* _Work task_: Below are entries; work out how many of their lines include the string "watch", and reply with the number only.

* _Exercise data_:
========================================================================
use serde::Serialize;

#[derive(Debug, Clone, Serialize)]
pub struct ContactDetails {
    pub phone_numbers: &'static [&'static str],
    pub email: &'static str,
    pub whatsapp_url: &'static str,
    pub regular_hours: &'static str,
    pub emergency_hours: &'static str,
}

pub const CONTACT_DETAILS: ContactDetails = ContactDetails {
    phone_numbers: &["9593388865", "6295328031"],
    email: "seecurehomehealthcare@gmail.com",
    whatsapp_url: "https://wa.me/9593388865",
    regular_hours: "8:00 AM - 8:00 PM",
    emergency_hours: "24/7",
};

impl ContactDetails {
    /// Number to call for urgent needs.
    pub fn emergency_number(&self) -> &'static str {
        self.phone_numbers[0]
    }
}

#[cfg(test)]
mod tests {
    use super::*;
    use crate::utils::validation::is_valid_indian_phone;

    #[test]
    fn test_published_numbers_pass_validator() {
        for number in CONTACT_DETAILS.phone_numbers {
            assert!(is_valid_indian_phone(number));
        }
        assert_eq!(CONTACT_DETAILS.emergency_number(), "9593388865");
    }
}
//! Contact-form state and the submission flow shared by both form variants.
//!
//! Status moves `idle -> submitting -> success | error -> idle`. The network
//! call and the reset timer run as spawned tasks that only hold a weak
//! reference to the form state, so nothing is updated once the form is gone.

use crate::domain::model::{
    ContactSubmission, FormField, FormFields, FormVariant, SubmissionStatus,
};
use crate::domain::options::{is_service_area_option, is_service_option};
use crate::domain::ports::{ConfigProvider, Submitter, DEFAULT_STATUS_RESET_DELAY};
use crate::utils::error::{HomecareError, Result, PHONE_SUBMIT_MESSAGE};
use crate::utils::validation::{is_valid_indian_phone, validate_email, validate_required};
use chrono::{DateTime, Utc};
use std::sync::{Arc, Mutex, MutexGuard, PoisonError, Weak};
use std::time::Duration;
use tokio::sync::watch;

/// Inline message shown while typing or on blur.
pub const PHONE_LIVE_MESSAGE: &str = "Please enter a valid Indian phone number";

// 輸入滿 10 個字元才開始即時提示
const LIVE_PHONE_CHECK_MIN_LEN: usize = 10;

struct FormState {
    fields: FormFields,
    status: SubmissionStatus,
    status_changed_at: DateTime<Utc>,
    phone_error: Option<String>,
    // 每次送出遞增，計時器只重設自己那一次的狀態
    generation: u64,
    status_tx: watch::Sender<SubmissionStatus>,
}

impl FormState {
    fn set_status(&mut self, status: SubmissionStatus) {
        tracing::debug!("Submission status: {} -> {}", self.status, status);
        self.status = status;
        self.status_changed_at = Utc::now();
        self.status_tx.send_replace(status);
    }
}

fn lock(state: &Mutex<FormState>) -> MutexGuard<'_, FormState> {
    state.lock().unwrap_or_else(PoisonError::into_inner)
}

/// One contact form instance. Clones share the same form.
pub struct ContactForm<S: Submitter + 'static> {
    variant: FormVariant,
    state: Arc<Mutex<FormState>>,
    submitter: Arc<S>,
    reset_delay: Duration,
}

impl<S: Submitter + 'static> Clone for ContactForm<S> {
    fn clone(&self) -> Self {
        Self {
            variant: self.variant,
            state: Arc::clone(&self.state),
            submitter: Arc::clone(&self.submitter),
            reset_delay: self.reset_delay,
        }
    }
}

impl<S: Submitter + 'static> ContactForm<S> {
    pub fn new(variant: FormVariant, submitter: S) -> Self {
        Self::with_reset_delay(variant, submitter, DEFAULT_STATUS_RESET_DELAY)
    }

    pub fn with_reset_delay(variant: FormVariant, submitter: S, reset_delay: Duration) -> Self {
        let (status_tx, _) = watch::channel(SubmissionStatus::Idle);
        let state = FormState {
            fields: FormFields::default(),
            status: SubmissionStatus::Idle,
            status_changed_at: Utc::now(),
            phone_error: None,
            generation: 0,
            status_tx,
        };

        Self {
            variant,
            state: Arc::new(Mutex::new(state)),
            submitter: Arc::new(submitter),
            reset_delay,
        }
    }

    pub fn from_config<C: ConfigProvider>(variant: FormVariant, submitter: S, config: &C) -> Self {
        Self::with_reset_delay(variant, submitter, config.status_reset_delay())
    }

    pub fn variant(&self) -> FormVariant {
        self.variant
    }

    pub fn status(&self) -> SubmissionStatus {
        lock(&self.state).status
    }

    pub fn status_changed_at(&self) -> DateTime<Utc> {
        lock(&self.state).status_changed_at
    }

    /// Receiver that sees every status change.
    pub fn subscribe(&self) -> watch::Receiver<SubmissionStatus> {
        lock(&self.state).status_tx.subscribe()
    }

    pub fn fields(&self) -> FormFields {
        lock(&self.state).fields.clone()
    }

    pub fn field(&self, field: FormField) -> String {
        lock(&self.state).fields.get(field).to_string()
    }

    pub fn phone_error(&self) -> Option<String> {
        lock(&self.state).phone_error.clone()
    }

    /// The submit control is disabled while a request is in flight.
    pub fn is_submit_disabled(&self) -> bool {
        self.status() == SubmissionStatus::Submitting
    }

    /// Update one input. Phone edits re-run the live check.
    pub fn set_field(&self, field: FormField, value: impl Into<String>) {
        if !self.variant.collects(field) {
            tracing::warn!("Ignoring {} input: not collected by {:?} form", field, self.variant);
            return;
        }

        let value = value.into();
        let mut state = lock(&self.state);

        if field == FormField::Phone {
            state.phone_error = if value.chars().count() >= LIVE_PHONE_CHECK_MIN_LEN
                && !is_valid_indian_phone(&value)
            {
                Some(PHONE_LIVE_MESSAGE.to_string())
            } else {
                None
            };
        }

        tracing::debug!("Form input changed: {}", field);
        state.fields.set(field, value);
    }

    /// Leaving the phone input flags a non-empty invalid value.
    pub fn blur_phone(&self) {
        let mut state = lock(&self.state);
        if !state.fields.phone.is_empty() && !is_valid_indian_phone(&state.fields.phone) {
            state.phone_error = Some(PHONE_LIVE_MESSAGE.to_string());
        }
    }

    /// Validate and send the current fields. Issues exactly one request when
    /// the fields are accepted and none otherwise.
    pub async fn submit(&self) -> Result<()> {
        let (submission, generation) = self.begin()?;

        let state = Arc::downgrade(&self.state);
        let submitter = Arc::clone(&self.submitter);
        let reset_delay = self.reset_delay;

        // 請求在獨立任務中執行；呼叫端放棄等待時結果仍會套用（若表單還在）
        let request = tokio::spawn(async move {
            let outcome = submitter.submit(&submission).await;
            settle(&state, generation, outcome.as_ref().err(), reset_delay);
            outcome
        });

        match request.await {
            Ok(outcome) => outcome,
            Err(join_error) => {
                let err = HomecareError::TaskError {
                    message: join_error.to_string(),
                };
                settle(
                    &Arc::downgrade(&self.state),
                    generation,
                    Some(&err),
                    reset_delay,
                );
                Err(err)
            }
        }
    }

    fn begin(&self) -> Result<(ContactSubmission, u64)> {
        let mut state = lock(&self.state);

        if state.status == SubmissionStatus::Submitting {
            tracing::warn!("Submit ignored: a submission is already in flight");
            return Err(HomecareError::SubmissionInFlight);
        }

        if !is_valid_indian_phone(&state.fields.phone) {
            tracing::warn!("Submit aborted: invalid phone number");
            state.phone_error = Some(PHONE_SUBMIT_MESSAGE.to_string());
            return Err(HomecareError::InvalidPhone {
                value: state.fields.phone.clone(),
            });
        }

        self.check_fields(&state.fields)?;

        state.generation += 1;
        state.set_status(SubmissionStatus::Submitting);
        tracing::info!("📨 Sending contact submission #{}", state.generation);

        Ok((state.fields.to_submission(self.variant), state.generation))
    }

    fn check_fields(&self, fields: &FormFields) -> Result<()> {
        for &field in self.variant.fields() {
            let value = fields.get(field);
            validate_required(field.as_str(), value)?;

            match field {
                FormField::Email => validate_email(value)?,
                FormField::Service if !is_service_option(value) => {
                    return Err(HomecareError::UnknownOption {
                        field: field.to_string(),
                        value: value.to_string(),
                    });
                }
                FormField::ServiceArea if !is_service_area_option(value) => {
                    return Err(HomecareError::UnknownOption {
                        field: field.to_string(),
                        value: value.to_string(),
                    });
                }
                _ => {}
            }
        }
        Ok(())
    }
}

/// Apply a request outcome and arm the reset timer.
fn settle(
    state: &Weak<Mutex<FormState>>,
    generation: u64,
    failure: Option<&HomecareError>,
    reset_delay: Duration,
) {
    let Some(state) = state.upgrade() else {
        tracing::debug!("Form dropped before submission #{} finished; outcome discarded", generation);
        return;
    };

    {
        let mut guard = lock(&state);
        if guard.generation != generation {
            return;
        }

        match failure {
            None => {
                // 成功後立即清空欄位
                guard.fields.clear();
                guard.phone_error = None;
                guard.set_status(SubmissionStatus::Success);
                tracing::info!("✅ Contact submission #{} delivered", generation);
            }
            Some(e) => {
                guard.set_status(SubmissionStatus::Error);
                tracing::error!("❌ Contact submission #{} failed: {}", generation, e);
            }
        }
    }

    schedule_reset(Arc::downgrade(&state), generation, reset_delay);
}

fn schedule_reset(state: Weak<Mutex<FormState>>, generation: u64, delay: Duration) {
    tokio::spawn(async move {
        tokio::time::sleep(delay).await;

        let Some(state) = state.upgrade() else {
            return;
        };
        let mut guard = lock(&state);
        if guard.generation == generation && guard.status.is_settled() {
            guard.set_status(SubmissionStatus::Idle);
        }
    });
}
========================================================================
* _Result for this task_: 4